Sanctions et procédures en cas de non-conformité
Les barèmes d’amendes varient significativement selon les juridictions. En Belgique, les amendes s’échelonnent de 250 à 2 000 euros selon la gravité de l’infraction. Aux Pays-Bas, les sanctions oscillent entre 140 et 950 euros. Au Luxembourg, les montants atteignent 500 à 5 000 euros, avec des majorations en cas de récidive ou de fausse déclaration de PTAC ou de classe d’émission. Les sanctions aggravées s’appliquent en cas de récidive con
Questions fréquentes sur l’eurovignette
Quelle est la différence entre l’eurovignette et les péages nationaux ?
L’eurovignette est un droit d’usage transnational basé sur une période (jour, semaine, mois, année) valable sur les autoroutes de deux pays participants (Luxembourg et Pays-Bas jusqu’au 30 juin 2026), tandis que les péages nationaux sont des redevances kilométriques propres à chaque État membre.
Quels véhicules sont soumis à l’eurovignette en 2026 ?

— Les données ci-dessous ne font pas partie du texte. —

#[cfg(test)]
mod tests {
    use super::*;
    use otterdog_types::Attr;

    #[test]
    fn new_repository_produces_an_add_patch() {
        let expected = Organization {
            github_id: "acme".into(),
            repositories: vec![Repository {
                name: "demo".into(),
                ..Default::default()
            }],
            ..Default::default()
        };
        let current = Organization {
            github_id: "acme".into(),
            ..Default::default()
        };
        let patches = generate_patches(&expected, &current);
        assert_eq!(patches.len(), 1);
        assert_eq!(patches[0].patch_type, PatchType::Add);
        assert_eq!(patches[0].key, "demo");
    }

    #[test]
    fn removed_repository_suppresses_child_patches() {
        let expected = Organization {
            github_id: "acme".into(),
            ..Default::default()
        };
        let current = Organization {
            github_id: "acme".into(),
            repositories: vec![Repository {
                name: "demo".into(),
                branch_protection_rules: vec![BranchProtectionRule {
                    pattern: "main".into(),
                    ..Default::default()
                }],
                ..Default::default()
            }],
            ..Default::default()
        };
        let patches = generate_patches(&expected, &current);
        assert_eq!(patches.len(), 1);
        assert_eq!(patches[0].patch_type, PatchType::Remove);
        assert_eq!(patches[0].entity_name(), "Repository");
    }

    #[test]
    fn webhook_change_carries_the_full_reconstructed_object() {
        let expected = Organization {
            github_id: "acme".into(),
            webhooks: vec![Webhook {
                url: "https://x/hook".into(),
                active: Attr::Set(true),
                ..Default::default()
            }],
            ..Default::default()
        };
        let current = Organization {
            github_id: "acme".into(),
            webhooks: vec![Webhook {
                url: "https://x/hook".into(),
                live_id: Some("42".into()),
                active: Attr::Set(false),
                ..Default::default()
            }],
            ..Default::default()
        };
        let patches = generate_patches(&expected, &current);
        assert_eq!(patches.len(), 1);
        match &patches[0].expected {
            Some(EntityPayload::Webhook(hook)) => assert_eq!(hook.live_id.as_deref(), Some("42")),
            _ => panic!("expected a webhook payload"),
        }
    }

    #[test]
    fn workflow_settings_forced_update_is_flagged() {
        let expected_settings = RepositoryWorkflowSettings {
            base: crate::model::WorkflowSettingsBase {
                allowed_actions: Attr::Set("all".into()),
                ..Default::default()
            },
            enabled: Attr::Set(true),
        };
        let current_settings = RepositoryWorkflowSettings {
            base: crate::model::WorkflowSettingsBase {
                allowed_actions: Attr::Set("selected".into()),
                ..Default::default()
            },
            enabled: Attr::Set(true),
        };
        let expected = Organization {
            github_id: "acme".into(),
            repositories: vec![Repository {
                name: "demo".into(),
                workflow_settings: expected_settings,
                ..Default::default()
            }],
            ..Default::default()
        };
        let current = Organization {
            github_id: "acme".into(),
            repositories: vec![Repository {
                name: "demo".into(),
                workflow_settings: current_settings,
                ..Default::default()
            }],
            ..Default::default()
        };
        let patches = generate_patches(&expected, &current);
        let workflow_patch = patches
            .iter()
            .find(|p| p.entity_name() == "RepositoryWorkflowSettings")
            .expect("workflow settings patch");
        assert!(workflow_patch.forced_update);
    }

    #[test]
    fn matching_secret_names_never_produce_a_patch() {
        use crate::model::Secret;
        let expected = Organization {
            github_id: "acme".into(),
            secrets: vec![Secret {
                name: "DEPLOY_TOKEN".into(),
                value: Attr::Set("s3cr3t".into()),
            }],
            ..Default::default()
        };
        let current = Organization {
            github_id: "acme".into(),
            secrets: vec![Secret {
                name: "DEPLOY_TOKEN".into(),
                value: Attr::Unset,
            }],
            ..Default::default()
        };
        // Same name on both sides: since a secret's value is never
        // observable, this must never produce a CHANGE patch.
        let patches = generate_patches(&expected, &current);
        assert!(patches.is_empty());
    }

    #[test]
    fn missing_org_secret_produces_an_add_patch() {
        use crate::model::Secret;
        let expected = Organization {
            github_id: "acme".into(),
            secrets: vec![Secret {
                name: "DEPLOY_TOKEN".into(),
                value: Attr::Set("s3cr3t".into()),
            }],
            ..Default::default()
        };
        let current = Organization {
            github_id: "acme".into(),
            ..Default::default()
        };
        let patches = generate_patches(&expected, &current);
        assert_eq!(patches.len(), 1);
        assert_eq!(patches[0].patch_type, PatchType::Add);
        assert_eq!(patches[0].entity_name(), "Secret");
    }

    #[test]
    fn ruleset_change_carries_forward_the_live_node_id() {
        use crate::model::Ruleset;
        use otterdog_types::UnorderedList;
        let expected = Organization {
            github_id: "acme".into(),
            rulesets: vec![Ruleset {
                name: "protect-main".into(),
                rules: Attr::Set(UnorderedList(vec!["deletion".into()])),
                ..Default::default()
            }],
            ..Default::default()
        };
        let current = Organization {
            github_id: "acme".into(),
            rulesets: vec![Ruleset {
                name: "protect-main".into(),
                node_id: Some(42),
                rules: Attr::Set(UnorderedList(vec!["non_fast_forward".into()])),
                ..Default::default()
            }],
            ..Default::default()
        };
        let patches = generate_patches(&expected, &current);
        assert_eq!(patches.len(), 1);
        match &patches[0].expected {
            Some(EntityPayload::Ruleset(r)) => assert_eq!(r.node_id, Some(42)),
            _ => panic!("expected a ruleset payload"),
        }
    }

    #[test]
    fn repo_environment_diffs_are_scoped_to_their_repository() {
        use crate::model::Environment;
        let expected = Organization {
            github_id: "acme".into(),
            repositories: vec![Repository {
                name: "demo".into(),
                environments: vec![Environment {
                    name: "production".into(),
                    wait_timer: Attr::Set(30),
                    ..Default::default()
                }],
                ..Default::default()
            }],
            ..Default::default()
        };
        let current = Organization {
            github_id: "acme".into(),
            repositories: vec![Repository {
                name: "demo".into(),
                ..Default::default()
            }],
            ..Default::default()
        };
        let patches = generate_patches(&expected, &current);
        let env_patch = patches.iter().find(|p| p.entity_name() == "Environment").expect("environment patch");
        assert_eq!(env_patch.repo_name.as_deref(), Some("demo"));
        assert_eq!(env_patch.patch_type, PatchType::Add);
    }
}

Tous les véhicules de transport de marchandises d’un poids maximal autorisé égal ou supérieur à 12 tonnes utilisant les autoroutes et routes assimilées des pays signataires de l’Accord Eurovignette.

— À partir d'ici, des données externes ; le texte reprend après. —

use serde::{Deserialize, Serialize};

#[derive(Debug, Clone, Copy, PartialEq, Eq, Serialize, Deserialize)]
#[serde(rename_all = "UPPERCASE")]
pub enum PatchType {
    Add,
    Change,
    Remove,
}

/// Counters the planner accumulates across one reconciliation pass.
/// `extras` is REMOVE patches suppressed (not executed); `removed` is REMOVE
/// patches actually executed under `--delete-extras`. A Remove patch falls
/// into exactly one of the two, never both.
#[derive(Debug, Clone, Copy, Default, PartialEq, Eq, Serialize, Deserialize)]
pub struct DiffStatus {
    pub additions: usize,
    pub differences: usize,
    pub extras: usize,
    pub removed: usize,
}

impl DiffStatus {
    pub fn is_empty(&self) -> bool {
        self.additions == 0 && self.differences == 0 && self.extras == 0 && self.removed == 0
    }

    pub fn record(&mut self, patch_type: PatchType, counted_as_extra: bool) {
        if counted_as_extra {
            self.extras += 1;
            return;
        }
        match patch_type {
            PatchType::Add => self.additions += 1,
            PatchType::Change => self.differences += 1,
            PatchType::Remove => self.removed += 1,
        }
    }

    /// The single user-facing summary line, in the two registers a run uses:
    /// dry-run ("Plan: ...") and executed ("Executed plan: ...").
    pub fn summary_line(&self, executed: bool) -> String {
        if executed {
            format!(
                "Executed plan: {} added, {} changed, {} removed, {} ignored.",
                self.additions, self.differences, self.removed, self.extras
            )
        } else {
            format!(
                "Plan: {} to add, {} to change, {} to remove, {} to ignore.",
                self.additions, self.differences, self.removed, self.extras
            )
        }
    }
}

#[cfg(test)]
mod tests {
    use super::*;

    #[test]
    fn no_op_status_is_empty() {
        assert!(DiffStatus::default().is_empty());
    }

    #[test]
    fn record_counts_suppressed_removes_as_extras() {
        let mut status = DiffStatus::default();
        status.record(PatchType::Add, false);
        status.record(PatchType::Change, false);
        status.record(PatchType::Remove, true);
        assert_eq!(
            status,
            DiffStatus {
                additions: 1,
                differences: 1,
                extras: 1,
                removed: 0,
            }
        );
    }

    #[test]
    fn record_counts_executed_removes_separately_from_extras() {
        let mut status = DiffStatus::default();
        status.record(PatchType::Remove, false);
        assert_eq!(
            status,
            DiffStatus {
                additions: 0,
                differences: 0,
                extras: 0,
                removed: 1,
            }
        );
    }

    #[test]
    fn summary_line_matches_the_expected_phrasing() {
        let status = DiffStatus {
            additions: 2,
            differences: 1,
            extras: 3,
            removed: 4,
        };
        assert_eq!(
            status.summary_line(false),
            "Plan: 2 to add, 1 to change, 4 to remove, 3 to ignore."
        );
        assert_eq!(
            status.summary_line(true),
            "Executed plan: 2 added, 1 changed, 4 removed, 3 ignored."
        );
    }
}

L’eurovignette belge est-elle valable aux Pays-Bas et au Luxembourg ?
La Belgique n’est pas signataire de l’Accord Eurovignette et dispose de son propre système de péage kilométrique distinct. Une eurovignette achetée pour le Luxembourg ou les Pays-Bas n’est pas valable en Belgique et inversement.
Combien coûte une eurovignette annuelle pour un poids lourd de 40 tonnes en 2026 ?
Le brief documentaire ne fournit pas de tarifs précis pour 2026. La tarification dépend du poids, du nombre d’essieux, de la classe d’émission CO2 et de la période de validité, consultable sur Eurovignettes.eu.
Comment la transition vers la tarification CO2 impacte-t-elle les tarifs ?
Depuis le 25 mars 2025, la tarification intègre la classe d’émission CO2 du véhicule en complément de la norme EURO, conformément à la Directive 2022/362/EU, favorisant ainsi les flottes moins carbonées.
Quelles sont les sanctions en cas d’absence d’eurovignette ?
Le brief documentaire ne précise pas les montants des sanctions. Les contrôles sont effectués par les autorités nationales de chaque pays participant avec amendes variables selon la législation locale.
Peut-on acheter l’eurovignette en ligne ?
Oui, via le portail officiel Eurovignettes.eu ou des plateformes intégrées comme DKV Cockpit, avec validation électronique immédiate dans la base centralisée sans nécessité de certificat papier.
L’eurovignette est-elle compatible avec le service européen de télépéage (SET) ?
Le brief documentaire ne mentionne pas d’intégration directe entre l’eurovignette et le SET. L’eurovignette reste un système électronique distinct géré via Eurovignettes.eu.